Wszedł do pokoju i usiadł na kanapie.
   - Znam ten film na pamięć, reżyserowałem go, wiem jak grałaś, po co oglądać go znowu?
   - Żeby mnie pochwalić.
   - Zawsze cię chwalę.
   - Tak? To kiedy chwaliłeś mnie ostatni raz?
   - Prawdopodobnie na planie „Jeźdźca bez Głowy”.
   - Pochwaliłeś mnie wtedy tylko dwa razy.
   - Miałaś tylko dwie sceny.
   - No właśnie! Pff, dwie sceny! Jako twoja narzeczona powinnam grać główne role.
   - Nie zaczynaj.
   - Spójrz! W „Ed Woodzie” miałam większą rolę i świetnie mi wyszło. Nie rozumiem dlaczego nie chcesz, żebym grała główne role. Jestem dobrą aktorką.

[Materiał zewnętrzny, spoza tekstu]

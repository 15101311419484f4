//! Shared utilities for integration testing.

use std::future::Future;
use std::net::SocketAddr;
use std::sync::Arc;
use std::time::Duration;

use tokio::io::{AsyncReadExt, AsyncWriteExt};
use tokio::net::TcpListener;

use fib_service::config::ServiceConfig;
use fib_service::http::HttpServer;
use fib_service::lifecycle::Shutdown;

/// Start the service on an ephemeral port. With `upstream` unset the
/// service recurses into itself. Returns the bound address and the
/// shutdown handle.
pub async fn start_service(upstream: Option<String>) -> (SocketAddr, Shutdown) {
    let listener = TcpListener::bind("127.0.0.1:0").await.unwrap();
    let addr = listener.local_addr().unwrap();

    let mut config = ServiceConfig::default();
    config.listener.bind_address = addr.to_string();
    config.upstream.base_url = upstream.unwrap_or_else(|| format!("http://{addr}"));
    config.sampler.enabled = false;
    config.observability.metrics_enabled = false;

    let shutdown = Shutdown::new();
    let rx = shutdown.subscribe();
    let server = HttpServer::new(config);
    tokio::spawn(async move {
        let _ = server.run(listener, rx).await;
    });

    tokio::time::sleep(Duration::from_millis(100)).await;
    (addr, shutdown)
}

/// Start a programmable mock upstream. The handler receives the raw
/// request head (request line + headers) and returns (status, body).
#[allow(dead_code)]
pub async fn start_mock_upstream<F, Fut>(f: F) -> SocketAddr
where
    F: Fn(String) -> Fut + Send + Sync + 'static,
    Fut: Future<Output = (u16, String)> + Send + 'static,
{
    let listener = TcpListener::bind("127.0.0.1:0").await.unwrap();
    let addr = listener.local_addr().unwrap();
    let f = Arc::new(f);

    tokio::spawn(async move {
        loop {
            match listener.accept().await {
                Ok((mut socket, _)) => {
                    let f = f.clone();
                    tokio::spawn(async move {
                        let mut buf = vec![0u8; 8192];
                        let n = socket.read(&mut buf).await.unwrap_or(0);
                        let request = String::from_utf8_lossy(&buf[..n]).into_owned();

                        let (status, body) = f(request).await;
                        let status_text = match status {
                            200 => "200 OK",
                            404 => "404 Not Found",
                            500 => "500 Internal Server Error",
                            503 => "503 Service Unavailable",
                            _ => "200 OK",
                        };
                        let response = format!(
                            "HTTP/1.1 {}\r\nContent-Length: {}\r\nConnection: close\r\n\r\n{}",
                            status_text,
                            body.len(),
                            body
                        );
                        let _ = socket.write_all(response.as_bytes()).await;
                        let _ = socket.shutdown().await;
                    });
                }
                Err(_) => break,
            }
        }
    });

    addr
}

/// Extract the request target (e.g. `/fibinternal?i=4`) from a raw
/// request head.
#[allow(dead_code)]
pub fn request_target(request: &str) -> &str {
    request
        .lines()
        .next()
        .and_then(|line| line.split_whitespace().nth(1))
        .unwrap_or("/")
}

/// Extract the `i` query value from a request target.
#[allow(dead_code)]
pub fn index_of(target: &str) -> Option<u64> {
    let (_, query) = target.split_once('?')?;
    query
        .split('&')
        .find_map(|pair| pair.strip_prefix("i="))
        .and_then(|v| v.parse().ok())
}

/// A reqwest client that ignores environment proxies.
pub fn test_client() -> reqwest::Client {
    reqwest::Client::builder().no_proxy().build().unwrap()
}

Tim ciężko westchnął. Dobrą aktorką była tylko w swojej wyobraźni, ale nie chciał wyprowadzać jej z błędu, za bardzo by ją zranił, a tego nigdy nie chciał.

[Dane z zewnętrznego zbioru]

//! HTTP server setup and configuration.
//!
//! # Responsibilities
//! - Create the Axum router with all handlers
//! - Wire up middleware (tracing, request ID, optional timeout)
//! - Own the shared outbound client for recursive sub-calls
//! - Serve until the shutdown signal

use std::sync::Arc;
use std::time::Duration;

use axum::{
    body::Body,
    extract::State,
    http::{HeaderMap, StatusCode},
    response::IntoResponse,
    routing::get,
    Router,
};
use hyper_util::{
    client::legacy::{connect::HttpConnector, Client},
    rt::TokioExecutor,
};
use tokio::net::TcpListener;
use tokio::sync::broadcast;
use tower_http::{timeout::TimeoutLayer, trace::TraceLayer};

use crate::config::ServiceConfig;
use crate::http::fanout::fib_handler;
use crate::http::request::RequestIdLayer;
use crate::observability::propagation;
use crate::observability::{CausalSpan, SpanContext};

/// Application state injected into handlers.
#[derive(Clone)]
pub struct AppState {
    /// Shared outbound client for recursive sub-calls; no per-request
    /// state.
    pub client: Client<HttpConnector, Body>,
    /// Base URL sub-calls are dispatched to, without a trailing slash.
    pub upstream_base: Arc<String>,
    /// Liveness hint returned by the root endpoint.
    pub hint: Arc<String>,
}

/// HTTP server for the fibonacci service.
pub struct HttpServer {
    router: Router,
    config: ServiceConfig,
}

impl HttpServer {
    /// Create a new HTTP server with the given configuration.
    pub fn new(config: ServiceConfig) -> Self {
        let client = Client::builder(TokioExecutor::new()).build(HttpConnector::new());

        let upstream_base = config.upstream.base_url.trim_end_matches('/').to_string();
        let hint = format!(
            "Your server is live! Try to navigate to: http://{}/fib?i=6",
            config.listener.bind_address
        );

        let state = AppState {
            client,
            upstream_base: Arc::new(upstream_base),
            hint: Arc::new(hint),
        };

        let router = Self::build_router(&config, state);
        Self { router, config }
    }

    /// Build the Axum router with all middleware layers.
    fn build_router(config: &ServiceConfig, state: AppState) -> Router {
        let mut router = Router::new()
            .route("/", get(root_handler))
            .route("/favicon.ico", get(favicon_handler))
            .route("/fib", get(fib_handler))
            .route("/fibinternal", get(fib_handler))
            .with_state(state)
            .layer(RequestIdLayer)
            .layer(TraceLayer::new_for_http());

        // 0 means no deadline anywhere on the recursive call chain.
        if config.timeouts.request_secs > 0 {
            router = router.layer(TimeoutLayer::new(Duration::from_secs(
                config.timeouts.request_secs,
            )));
        }
        router
    }

    /// Run the server, accepting connections on the given listener, until
    /// the shutdown signal fires.
    pub async fn run(
        self,
        listener: TcpListener,
        mut shutdown: broadcast::Receiver<()>,
    ) -> Result<(), std::io::Error> {
        let addr = listener.local_addr()?;
        tracing::info!(address = %addr, "HTTP server starting");

        axum::serve(listener, self.router)
            .with_graceful_shutdown(async move {
                let _ = shutdown.recv().await;
            })
            .await?;

        tracing::info!("HTTP server stopped");
        Ok(())
    }

    /// Get a reference to the config.
    pub fn config(&self) -> &ServiceConfig {
        &self.config
    }
}

/// Liveness endpoint: annotates its span, performs the placeholder
/// storage lookup, and returns a static hint.
async fn root_handler(State(state): State<AppState>, headers: HeaderMap) -> impl IntoResponse {
    let parent = propagation::extract(&headers);
    let mut span = CausalSpan::start("root", parent.as_ref());
    span.add_event("annotation within span", vec![]);

    let _ = db_lookup(&span.context(), "foo");

    span.end();
    state.hint.as_str().to_string()
}

async fn favicon_handler() -> StatusCode {
    StatusCode::NOT_FOUND
}

/// Placeholder database lookup: opens and closes a child span without
/// touching any real storage.
fn db_lookup(parent: &SpanContext, _key: &str) -> i64 {
    let mut span = CausalSpan::start("database", Some(parent));
    span.end();
    0
}
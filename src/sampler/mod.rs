//! Background resource sampling.
//!
//! # Responsibilities
//! - Periodically read process memory, working-dir disk usage, and the
//!   live task count
//! - Emit each cycle as one batch of labeled gauges
//!
//! The loop runs for the process lifetime, decoupled from request
//! handling; it shares nothing with the handlers beyond read-only host
//! statistics. A failed stat read degrades that cycle to partial/zero
//! values and the loop continues.

pub mod stats;

use std::time::Duration;

use tokio::sync::broadcast;
use tokio::time;

use crate::config::SamplerConfig;
use crate::observability::metrics;

pub use stats::{ResourceSample, StatReader};

/// Application-identity label source, read at emission time.
pub const APP_LABEL_ENV: &str = "PROJECT_DOMAIN";

/// Instance/container-identity label source, read at emission time.
pub const INSTANCE_LABEL_ENV: &str = "HOSTNAME";

pub struct ResourceSampler {
    config: SamplerConfig,
    reader: StatReader,
}

impl ResourceSampler {
    pub fn new(config: SamplerConfig) -> Self {
        Self {
            config,
            reader: StatReader::new(),
        }
    }

    /// Run the sampling loop until shutdown. Never returns early on stat
    /// failures.
    pub async fn run(mut self, mut shutdown: broadcast::Receiver<()>) {
        if !self.config.enabled {
            tracing::info!("Resource sampler disabled");
            return;
        }

        tracing::info!(
            interval_secs = self.config.interval_secs,
            "Resource sampler starting"
        );

        let mut ticker = time::interval(Duration::from_secs(self.config.interval_secs));
        loop {
            tokio::select! {
                _ = ticker.tick() => {
                    self.sample_once();
                }
                _ = shutdown.recv() => {
                    tracing::info!("Resource sampler received shutdown signal, exiting loop");
                    break;
                }
            }
        }
    }

    fn sample_once(&mut self) {
        let sample = self.reader.collect();
        let app = std::env::var(APP_LABEL_ENV).unwrap_or_default();
        let instance = std::env::var(INSTANCE_LABEL_ENV).unwrap_or_default();

        metrics::record_resource_usage(&sample, &app, &instance);

        tracing::debug!(
            memory_used_bytes = sample.memory_used_bytes,
            disk_used_bytes = sample.disk_used_bytes,
            disk_quota_bytes = sample.disk_quota_bytes,
            tasks_alive = sample.tasks_alive,
            "Resource sample emitted"
        );
    }
}
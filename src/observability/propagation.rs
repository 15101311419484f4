//! Context propagation across the HTTP hop.
//!
//! # Responsibilities
//! - Encode a `SpanContext` into outbound request headers
//! - Decode a `SpanContext` from inbound request headers
//! - Carry key/value baggage alongside the trace context
//!
//! Encoding follows W3C Trace Context (`traceparent`) plus a `baggage`
//! header of comma-separated `key=value` pairs. Both directions are pure
//! header-to-context mappings with no side effects. Malformed or absent
//! metadata decodes to `None`; the caller degrades to a fresh root
//! context and never fails the request.

use axum::http::{HeaderMap, HeaderValue};

use crate::observability::tracing::SpanContext;

pub const TRACEPARENT: &str = "traceparent";
pub const BAGGAGE: &str = "baggage";

const SUPPORTED_VERSION: &str = "00";
const FLAG_SAMPLED: u8 = 0x01;

/// Encode the context into `traceparent` on the given headers.
pub fn inject(context: &SpanContext, headers: &mut HeaderMap) {
    let flags = if context.sampled { FLAG_SAMPLED } else { 0 };
    let value = format!(
        "{SUPPORTED_VERSION}-{:032x}-{:016x}-{:02x}",
        context.trace_id, context.span_id, flags
    );
    if let Ok(value) = HeaderValue::from_str(&value) {
        headers.insert(TRACEPARENT, value);
    }
}

/// Encode baggage items into the `baggage` header. Items whose key or
/// value contain the delimiter characters are skipped.
pub fn inject_baggage(items: &[(String, String)], headers: &mut HeaderMap) {
    if items.is_empty() {
        return;
    }
    let encoded = items
        .iter()
        .filter(|(k, v)| !k.contains([',', '=']) && !v.contains([',', '=']))
        .map(|(k, v)| format!("{k}={v}"))
        .collect::<Vec<_>>()
        .join(",");
    if encoded.is_empty() {
        return;
    }
    if let Ok(value) = HeaderValue::from_str(&encoded) {
        headers.insert(BAGGAGE, value);
    }
}

/// Decode a context from the `traceparent` header, if present and well
/// formed.
pub fn extract(headers: &HeaderMap) -> Option<SpanContext> {
    let raw = headers.get(TRACEPARENT)?.to_str().ok()?;
    parse_traceparent(raw)
}

/// Decode baggage items from the `baggage` header. Malformed pairs are
/// dropped, never reported.
pub fn extract_baggage(headers: &HeaderMap) -> Vec<(String, String)> {
    let Some(raw) = headers.get(BAGGAGE).and_then(|v| v.to_str().ok()) else {
        return Vec::new();
    };
    raw.split(',')
        .filter_map(|pair| {
            let (key, value) = pair.split_once('=')?;
            let key = key.trim();
            let value = value.trim();
            if key.is_empty() {
                return None;
            }
            Some((key.to_string(), value.to_string()))
        })
        .collect()
}

fn parse_traceparent(raw: &str) -> Option<SpanContext> {
    let mut parts = raw.trim().split('-');
    let version = parts.next()?;
    let trace_field = parts.next()?;
    let span_field = parts.next()?;
    let flags_field = parts.next()?;
    if parts.next().is_some() {
        return None;
    }
    // Future versions may add fields; only the frozen 00 layout is decoded.
    if version != SUPPORTED_VERSION {
        return None;
    }
    if trace_field.len() != 32 || span_field.len() != 16 || flags_field.len() != 2 {
        return None;
    }
    let trace_id = u128::from_str_radix(trace_field, 16).ok()?;
    let span_id = u64::from_str_radix(span_field, 16).ok()?;
    if trace_id == 0 || span_id == 0 {
        return None;
    }
    let flags = u8::from_str_radix(flags_field, 16).ok()?;
    Some(SpanContext {
        trace_id,
        span_id,
        sampled: flags & FLAG_SAMPLED != 0,
    })
}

   - No, bo chyba nie powiesz mi, że nie jestem, prawda Timi? – spojrzała na niego tak jakby chciała wzbudzić w nim współczucie.

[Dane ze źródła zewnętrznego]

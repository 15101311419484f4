//! Recursive fan-out handler.
//!
//! # Responsibilities
//! - Parse the `i` query parameter (present exactly once, non-negative)
//! - Decompose `fib(i)` into two concurrent sub-calls against this same
//!   service and aggregate the results
//! - Propagate the causal context across the outbound hop
//! - Map partial failure to a single 503 with one diagnostic line per
//!   failed sub-call
//!
//! Sub-calls are joined, never cancelled: a failing sub-call does not stop
//! its sibling, and the shared total keeps accumulating even when it will
//! not be returned.

use std::sync::Arc;
use std::time::Instant;

use axum::{
    body::Body,
    extract::{MatchedPath, RawQuery, State},
    http::{HeaderMap, Method, Request, StatusCode},
    response::{IntoResponse, Response},
};
use futures_util::future::join_all;
use thiserror::Error;
use tokio::sync::Mutex;

use crate::http::request::request_id;
use crate::http::server::AppState;
use crate::observability::metrics;
use crate::observability::propagation;
use crate::observability::{AttributeValue, CausalSpan, SpanContext, SpanStatus};

/// Upper bound on a sub-call response body. Real bodies are a short
/// decimal integer or a few diagnostic lines.
const MAX_RESPONSE_BYTES: usize = 64 * 1024;

/// Failures local to the fan-out handler.
#[derive(Debug, Error)]
pub enum FanoutError {
    /// Query parameter `i` missing, duplicated, or non-numeric. The raw
    /// unparsed value is echoed back to the caller.
    #[error("Couldn't parse index '{raw}'.")]
    MalformedInput { raw: String },

    /// The sub-request could not be constructed.
    #[error("invalid sub-request: {0}")]
    Request(#[from] axum::http::Error),

    /// The outbound call failed to complete.
    #[error("sub-call transport failure: {0}")]
    Transport(#[from] hyper_util::client::legacy::Error),

    /// The response body could not be read.
    #[error("sub-call body read failure: {0}")]
    BodyRead(#[from] axum::Error),

    /// The response body was not a decimal integer.
    #[error("sub-call returned a non-numeric body: {body:?}")]
    Parse { body: String },
}

/// Shared mutable result of one request's fan-out.
///
/// All mutation happens under the lock, one accumulate at a time; the lock
/// is never held across network I/O. `failed` latches: once set it never
/// reverts within the request.
#[derive(Debug, Default)]
struct Aggregate {
    total: u64,
    failed: bool,
    failures: Vec<String>,
}

impl Aggregate {
    fn add(&mut self, value: u64) {
        self.total = self.total.saturating_add(value);
    }

    fn record_failure(&mut self, index: u64) {
        self.failed = true;
        self.failures.push(format!("Failed to call child index '{index}'."));
    }
}

/// Handler behind both `/fib` and `/fibinternal`.
pub async fn fib_handler(
    State(state): State<AppState>,
    matched: MatchedPath,
    RawQuery(query): RawQuery,
    headers: HeaderMap,
) -> Response {
    let start = Instant::now();
    let route = matched.as_str().to_string();

    let parent = propagation::extract(&headers);
    let baggage = propagation::extract_baggage(&headers);
    let mut span = CausalSpan::start("fibonacci", parent.as_ref());
    span.set_attribute("http.route", route.as_str());
    span.set_attribute("public_endpoint", route == "/fib");

    let index = match parse_index(query.as_deref()) {
        Ok(index) => index,
        Err(error) => {
            tracing::warn!(
                request_id = %request_id(&headers),
                route = %route,
                query = query.as_deref().unwrap_or(""),
                "Malformed index"
            );
            span.set_status(SpanStatus::Error, "malformed input");
            span.end();
            metrics::record_request(&route, StatusCode::SERVICE_UNAVAILABLE.as_u16(), start);
            return (StatusCode::SERVICE_UNAVAILABLE, error.to_string()).into_response();
        }
    };
    span.set_attribute("parameter", index);

    if index < 2 {
        span.set_attribute("result", 1u64);
        span.end();
        metrics::record_request(&route, StatusCode::OK.as_u16(), start);
        return (StatusCode::OK, "1".to_string()).into_response();
    }

    let aggregate = Arc::new(Mutex::new(Aggregate::default()));
    let baggage = Arc::new(baggage);
    let parent_context = span.context();

    let mut subcalls = Vec::with_capacity(2);
    for offset in 1..=2u64 {
        let child_index = index - offset;
        subcalls.push(tokio::spawn(dispatch_subcall(
            state.clone(),
            parent_context,
            Arc::clone(&baggage),
            child_index,
            Arc::clone(&aggregate),
        )));
    }

    for (position, joined) in join_all(subcalls).await.into_iter().enumerate() {
        if joined.is_err() {
            // a sub-call task died before recording its own outcome
            let child_index = index - (position as u64 + 1);
            aggregate.lock().await.record_failure(child_index);
        }
    }

    let result = aggregate.lock().await;
    span.set_attribute("result", result.total);
    if result.failed {
        span.set_status(SpanStatus::Error, "sub-call failure");
        span.end();
        metrics::record_request(&route, StatusCode::SERVICE_UNAVAILABLE.as_u16(), start);
        let body: String = result
            .failures
            .iter()
            .map(|line| format!("{line}\n"))
            .collect();
        return (StatusCode::SERVICE_UNAVAILABLE, body).into_response();
    }

    let total = result.total;
    drop(result);
    span.end();
    metrics::record_request(&route, StatusCode::OK.as_u16(), start);
    (StatusCode::OK, total.to_string()).into_response()
}

/// Parse the `i` query parameter. Exactly one value must be supplied and
/// it must be a non-negative integer.
fn parse_index(query: Option<&str>) -> Result<u64, FanoutError> {
    let raw = query.unwrap_or("");
    let values: Vec<String> = url::form_urlencoded::parse(raw.as_bytes())
        .filter(|(key, _)| key == "i")
        .map(|(_, value)| value.into_owned())
        .collect();

    if values.len() != 1 {
        return Err(FanoutError::MalformedInput {
            raw: values.join(","),
        });
    }
    values[0].parse::<u64>().map_err(|_| FanoutError::MalformedInput {
        raw: values[0].clone(),
    })
}

/// One sub-operation: derive a child span, call the recursive endpoint,
/// and fold the outcome into the shared aggregate.
async fn dispatch_subcall(
    state: AppState,
    parent: SpanContext,
    baggage: Arc<Vec<(String, String)>>,
    index: u64,
    aggregate: Arc<Mutex<Aggregate>>,
) {
    let mut span = CausalSpan::start("fibClient", Some(&parent));
    let url = format!("{}/fibinternal?i={}", state.upstream_base, index);
    span.set_attribute("url", url.as_str());
    span.add_event("Fib loop count", vec![("fib-loop", AttributeValue::from(index))]);

    match call_upstream(&state, &mut span, &baggage, &url).await {
        Ok(value) => {
            span.set_attribute("result", value);
            aggregate.lock().await.add(value);
        }
        Err(error) => {
            tracing::warn!(index, error = %error, "Sub-call failed");
            if span.status() != SpanStatus::Error {
                span.set_status(SpanStatus::Error, &error.to_string());
            }
            aggregate.lock().await.record_failure(index);
        }
    }
    span.end();
}

async fn call_upstream(
    state: &AppState,
    span: &mut CausalSpan,
    baggage: &[(String, String)],
    url: &str,
) -> Result<u64, FanoutError> {
    let mut request = Request::builder()
        .method(Method::GET)
        .uri(url)
        .body(Body::empty())?;
    propagation::inject(&span.context(), request.headers_mut());
    propagation::inject_baggage(baggage, request.headers_mut());

    let response = state.client.request(request).await?;
    let bytes = axum::body::to_bytes(Body::new(response.into_body()), MAX_RESPONSE_BYTES).await?;
    let text = String::from_utf8_lossy(&bytes);
    text.trim().parse::<u64>().map_err(|_| {
        span.set_status(SpanStatus::Error, "failure parsing");
        FanoutError::Parse {
            body: text.into_owned(),
        }
    })
}
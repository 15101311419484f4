//! Command-line client for a running fib-service.

use clap::Parser;

#[derive(Parser)]
#[command(name = "fib-cli", about = "Query a running fib-service")]
struct Args {
    /// Base URL of the service.
    #[arg(long, default_value = "http://127.0.0.1:3000")]
    addr: String,

    /// Index to compute.
    #[arg(short, long)]
    index: u64,
}

#[tokio::main]
async fn main() -> Result<(), Box<dyn std::error::Error>> {
    let args = Args::parse();
    let url = format!("{}/fib?i={}", args.addr.trim_end_matches('/'), args.index);

    let client = reqwest::Client::new();
    let response = client.get(&url).send().await?;
    let status = response.status();
    let body = response.text().await?;

    if status.is_success() {
        println!("{body}");
        Ok(())
    } else {
        eprintln!("fib-cli: service answered {status}:");
        eprintln!("{}", body.trim_end());
        std::process::exit(1);
    }
}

   - Oczywiście, że nie powiem, jesteś świetna.

***
Helena weszła do domu. Po rozmowie z Richardem D. Zanuckiem miała świetny humor. Poza tym dostała rolę w filmie Tima Burton. Nigdy nie pomyślałaby, że zagra u reżysera, którego sama uważa za geniusza. Tak, zdaniem Heleny wszystkie produkcje Burtona były fantastyczne, ale sam twórca wydał się jej dzisiaj wyjątkowo dziwny. Pierwszy raz spotkała się z taką reakcją. Na dodatek od razu uciekł, jakby nie chciał z nią rozmawiać. Zadzwonił telefon.
   - Słucham?
   - Jak mogłaś nie powiedzieć, że wróciłaś to Londynu ty bezduszna istoto?!
   - Ed! Przepraszam, ja…
   - Co ty sobie myślisz?! Wyjeżdżasz na dwa miesiące, nie dzwonisz, jak ja dzwonię, to twoja asystentka mówi mi, że jesteś na planie, właściwie to nie ma tobą kontaktu, nie rozmawiasz z nikim z rodziny, nawet z matką, a potem wracasz i nic nie mówisz! Jako twój starszy brat mam prawo wiedzieć, co robisz za granicą…
   - Edward.
   - … i kiedy wracasz, ponieważ, nie wiem czy wiesz …
   - Edward!
   - … ale się martwię, bo jesteś moją młodszą…
   - EDWARD! Zamknij się i dopuść mnie do słowa! – roześmiała się.
   - Jasne, Hellie, tak jakbyś ty mnie czasem dopuszczała do słowa. – powiedział ironicznie, ale już spokojnie.
   - Dostałam nową rolę.
   - W jakim filmie? – zapytał z zainteresowaniem.
   - „Planeta Małp”, w reżyserii Tima Burtona.
   - Żartujesz?!
   - Nie, naprawdę. – zachichotała.
   - Uwielbiam jego filmy! Jak ci się to udało?
   - Właściwe to sam do mnie zadzwonił.
   - Poważnie?
   - Jak byłam w Australii.
   - Helena, może nie często ci to mówię, ale jestem z ciebie dumny… co nie zmienia faktu, że cię nienawidzę za to, że nie zadzwoniłaś! – był zdecydowanie rozbawiony.
   - A tak w ogóle, to skąd wiedziałeś, że wróciłam?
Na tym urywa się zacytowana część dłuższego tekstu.